Doctor of Philosophy (PhD)



First Advisor

Charles Royster


The interstate slave trade grew from a haphazard and intermittent enterprise in the early years of the nineteenth century to a central aspect of southern society. With the decline of the international trade and the decline of white migration to the frontier, southerners turned to the trade to supply their labor needs. Farmers in the Chesapeake region increasingly sold their "excess" bondservants to slave traders. These speculators brought a measure of systemization and regularity to the trade. As they did so, however, a significant number of Upper South citizens questioned the trade's efficacy. The wanton exploitation and naked cruelty of speculation caused many to wonder if the trade was worth the price.
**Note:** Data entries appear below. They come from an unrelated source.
// Copyright 2026 Google LLC
//
// Licensed under the Apache License, Version 2.0 (the "License");
// you may not use this file except in compliance with the License.
// You may obtain a copy of the License at
//
//     https://www.apache.org/licenses/LICENSE-2.0
//
// Unless required by applicable law or agreed to in writing, software
// distributed under the License is distributed on an "AS IS" BASIS,
// WITHOUT WARRANTIES OR CONDITIONS OF ANY KIND, either express or implied.
// See the License for the specific language governing permissions and
// limitations under the License.


//! Types to iterate over the results of List RPCs.
//!
//! List RPCs return a page of results and a `next_page_token`, as described
//! in [AIP-4233]. [Paginator] converts these RPCs into a stream of pages,
//! and [ItemPaginator] into a stream of items.
//!
//! [AIP-4233]: https://google.aip.dev/client-libraries/4233

use futures::stream::unfold;
use futures::{Stream, StreamExt};
use pin_project::pin_project;
use std::collections::VecDeque;
use std::future::Future;
use std::pin::Pin;

#[doc(hidden)]
pub mod internal {
    /// Describes the responses returned by List RPCs.
    ///
    /// Implemented by the generated list response messages.
    pub trait PageableResponse {
        type PageItem: Send;

        /// Consumes the response and returns the items in this page.
        fn items(self) -> Vec<Self::PageItem>;

        /// The token to fetch the next page, empty on the last page.
        fn next_page_token(&self) -> String;
    }
}

use internal::PageableResponse;

type BoxStream<T> = Pin<Box<dyn Stream<Item = T> + Send>>;

/// An adapter that converts List RPCs into a [Stream] of pages.
///
/// The paginator sends the initial request with the seed token, and then
/// sends a new request with each `next_page_token` until the service returns
/// an empty token. The stream ends after the first error.
#[pin_project]
pub struct Paginator<T, E> {
    #[pin]
    stream: BoxStream<Result<T, E>>,
}

type ControlFlow = std::ops::ControlFlow<(), String>;

impl<T, E> Paginator<T, E>
where
    T: PageableResponse + Send + 'static,
    E: Send + 'static,
{
    /// Creates a new [Paginator] given the initial page token and a function
    /// to fetch each page.
    pub fn new<F, X>(seed_token: String, execute: X) -> Self
    where
        X: Fn(String) -> F + Clone + Send + 'static,
        F: Future<Output = Result<T, E>> + Send + 'static,
    {
        let stream = unfold(ControlFlow::Continue(seed_token), move |state| {
            let execute = execute.clone();
            async move {
                let token = match state {
                    ControlFlow::Continue(token) => token,
                    ControlFlow::Break(_) => return None,
                };
                match execute(token).await {
                    Ok(page) => {
                        let next = page.next_page_token();
                        let state = if next.is_empty() {
                            ControlFlow::Break(())
                        } else {
                            ControlFlow::Continue(next)
                        };
                        Some((Ok(page), state))
                    }
                    Err(e) => Some((Err(e), ControlFlow::Break(()))),
                }
            }
        });
        Self {
            stream: Box::pin(stream),
        }
    }

    /// Returns the next page.
    pub fn next(&mut self) -> futures::stream::Next<'_, Self> {
        StreamExt::next(self)
    }

    /// Converts this paginator into a stream of the items in each page.
    pub fn items(self) -> ItemPaginator<T, E> {
        ItemPaginator::new(self)
    }
}

impl<T, E> Stream for Paginator<T, E> {
    type Item = Result<T, E>;

    fn poll_next(
        self: Pin<&mut Self>,
        cx: &mut std::task::Context<'_>,
    ) -> std::task::Poll<Option<Self::Item>> {
        self.project().stream.poll_next(cx)
    }
}

/// An adapter that converts List RPCs into a [Stream] of items.
///
/// Pages are fetched lazily, only after all the items in the previous page
/// are consumed. The stream ends after the first error.
#[pin_project]
pub struct ItemPaginator<T, E>
where
    T: PageableResponse,
{
    #[pin]
    stream: BoxStream<Result<T::PageItem, E>>,
}

impl<T, E> ItemPaginator<T, E>
where
    T: PageableResponse + Send + 'static,
    E: Send + 'static,
{
    fn new(pages: Paginator<T, E>) -> Self {
        let state = (Some(pages), VecDeque::new());
        let stream = unfold(state, |(pages, mut buffer)| async move {
            if let Some(item) = buffer.pop_front() {
                return Some((Ok(item), (pages, buffer)));
            }
            let mut pages = pages?;
            loop {
                match pages.next().await? {
                    Ok(page) => {
                        buffer.extend(page.items());
                        if let Some(item) = buffer.pop_front() {
                            return Some((Ok(item), (Some(pages), buffer)));
                        }
                    }
                    Err(e) => return Some((Err(e), (None, buffer))),
                }
            }
        });
        Self {
            stream: Box::pin(stream),
        }
    }

    /// Returns the next item.
    pub fn next(&mut self) -> futures::stream::Next<'_, Self> {
        StreamExt::next(self)
    }
}

impl<T, E> Stream for ItemPaginator<T, E>
where
    T: PageableResponse,
{
    type Item = Result<T::PageItem, E>;

    fn poll_next(
        self: Pin<&mut Self>,
        cx: &mut std::task::Context<'_>,
    ) -> std::task::Poll<Option<Self::Item>> {
        self.project().stream.poll_next(cx)
    }
}

#[cfg(test)]
mod tests {
    use super::*;
    use std::sync::{Arc, Mutex};

    #[derive(Clone, Debug, PartialEq)]
    struct TestResponse {
        items: Vec<String>,
        next_page_token: String,
    }

    impl PageableResponse for TestResponse {
        type PageItem = String;
        fn items(self) -> Vec<String> {
            self.items
        }
        fn next_page_token(&self) -> String {
            self.next_page_token.clone()
        }
    }

    fn page(items: &[&str], token: &str) -> TestResponse {
        TestResponse {
            items: items.iter().map(|s| s.to_string()).collect(),
            next_page_token: token.to_string(),
        }
    }

    type TestResult = Result<TestResponse, String>;

    // Returns a paginator over `responses`, recording the tokens it receives.
    fn test_paginator(
        seed: &str,
        responses: Vec<TestResult>,
    ) -> (Paginator<TestResponse, String>, Arc<Mutex<Vec<String>>>) {
        let responses = Arc::new(Mutex::new(VecDeque::from(responses)));
        let tokens = Arc::new(Mutex::new(Vec::new()));
        let recorded = tokens.clone();
        let execute = move |token: String| {
            tokens.lock().unwrap().push(token);
            let response = responses.lock().unwrap().pop_front();
            async move { response.unwrap_or_else(|| Err("too many requests".to_string())) }
        };
        (Paginator::new(seed.to_string(), execute), recorded)
    }

    #[tokio::test]
    async fn pages() {
        let (mut paginator, tokens) = test_paginator(
            "seed",
            vec![Ok(page(&["a", "b"], "t1")), Ok(page(&["c"], ""))],
        );
        let mut got = Vec::new();
        while let Some(p) = paginator.next().await {
            got.push(p);
        }
        assert_eq!(got, vec![Ok(page(&["a", "b"], "t1")), Ok(page(&["c"], ""))]);
        assert_eq!(*tokens.lock().unwrap(), vec!["seed", "t1"]);
    }

    #[tokio::test]
    async fn pages_stop_on_error() {
        let (mut paginator, tokens) = test_paginator(
            "",
            vec![
                Ok(page(&["a"], "t1")),
                Err("uh-oh".to_string()),
                Ok(page(&["c"], "")),
            ],
        );
        assert_eq!(paginator.next().await, Some(Ok(page(&["a"], "t1"))));
        assert_eq!(paginator.next().await, Some(Err("uh-oh".to_string())));
        assert_eq!(paginator.next().await, None);
        assert_eq!(*tokens.lock().unwrap(), vec!["", "t1"]);
    }

    #[tokio::test]
    async fn items() {
        let (paginator, tokens) = test_paginator(
            "",
            vec![
                Ok(page(&["a", "b"], "t1")),
                Ok(page(&[], "t2")),
                Ok(page(&["c"], "")),
            ],
        );
        let got = paginator.items().collect::<Vec<_>>().await;
        assert_eq!(
            got,
            vec![Ok("a".to_string()), Ok("b".to_string()), Ok("c".to_string())]
        );
        assert_eq!(*tokens.lock().unwrap(), vec!["", "t1", "t2"]);
    }

    #[tokio::test]
    async fn items_are_lazy() {
        let (paginator, tokens) =
            test_paginator("", vec![Ok(page(&["a", "b"], "t1")), Ok(page(&["c"], ""))]);
        let mut items = paginator.items();
        assert_eq!(items.next().await, Some(Ok("a".to_string())));
        assert_eq!(items.next().await, Some(Ok("b".to_string())));
        assert_eq!(tokens.lock().unwrap().len(), 1);
        assert_eq!(items.next().await, Some(Ok("c".to_string())));
        assert_eq!(items.next().await, None);
        assert_eq!(tokens.lock().unwrap().len(), 2);
    }

    #[tokio::test]
    async fn items_stop_on_error() {
        let (paginator, _) =
            test_paginator("", vec![Ok(page(&["a"], "t1")), Err("uh-oh".to_string())]);
        let got = paginator.items().collect::<Vec<_>>().await;
        assert_eq!(got, vec![Ok("a".to_string()), Err("uh-oh".to_string())]);
    }
}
Evangelical Christians tended to abhor the interstate slave trade since it undermined the Biblical basis of the family and violated the idea of Christian stewardship. Citizens of the Lower South, on the other hand, were consistently worried that they imported the worst type of slaves, therefore increasing the risk of rebellion. The slave trade, in essence, caused southerners to question the justification for the peculiar institution. Speculators modified their practices to make slave trading more palatable to southern citizens. They promoted the idea that they bought slaves in family units, did not traffic in kidnapped slaves, and treated their purchases with a modicum of dignity. Traders separated themselves from the more objectionable portions of the trade by employing agents and actively promoting the idea that there were "good" and "bad" traders. At the same time speculators worked to rehabilitate their image, northern abolitionists became more strident in their attacks on slavery. One of their favorite targets was the slave trade. Southerners could hardly admit to the charges without creating the opportunity for further criticism of slavery. Their doubts about the trade's efficacy disappeared as southerners began to blame abolitionists for slavery's excesses while simultaneously believing in a negative stereotype of the slave trader. In this manner, southerners effectively disregarded the abolitionist attacks while fashioning a justification for slavery that relied on blaming slave trader for the worst abuses of the peculiar institution.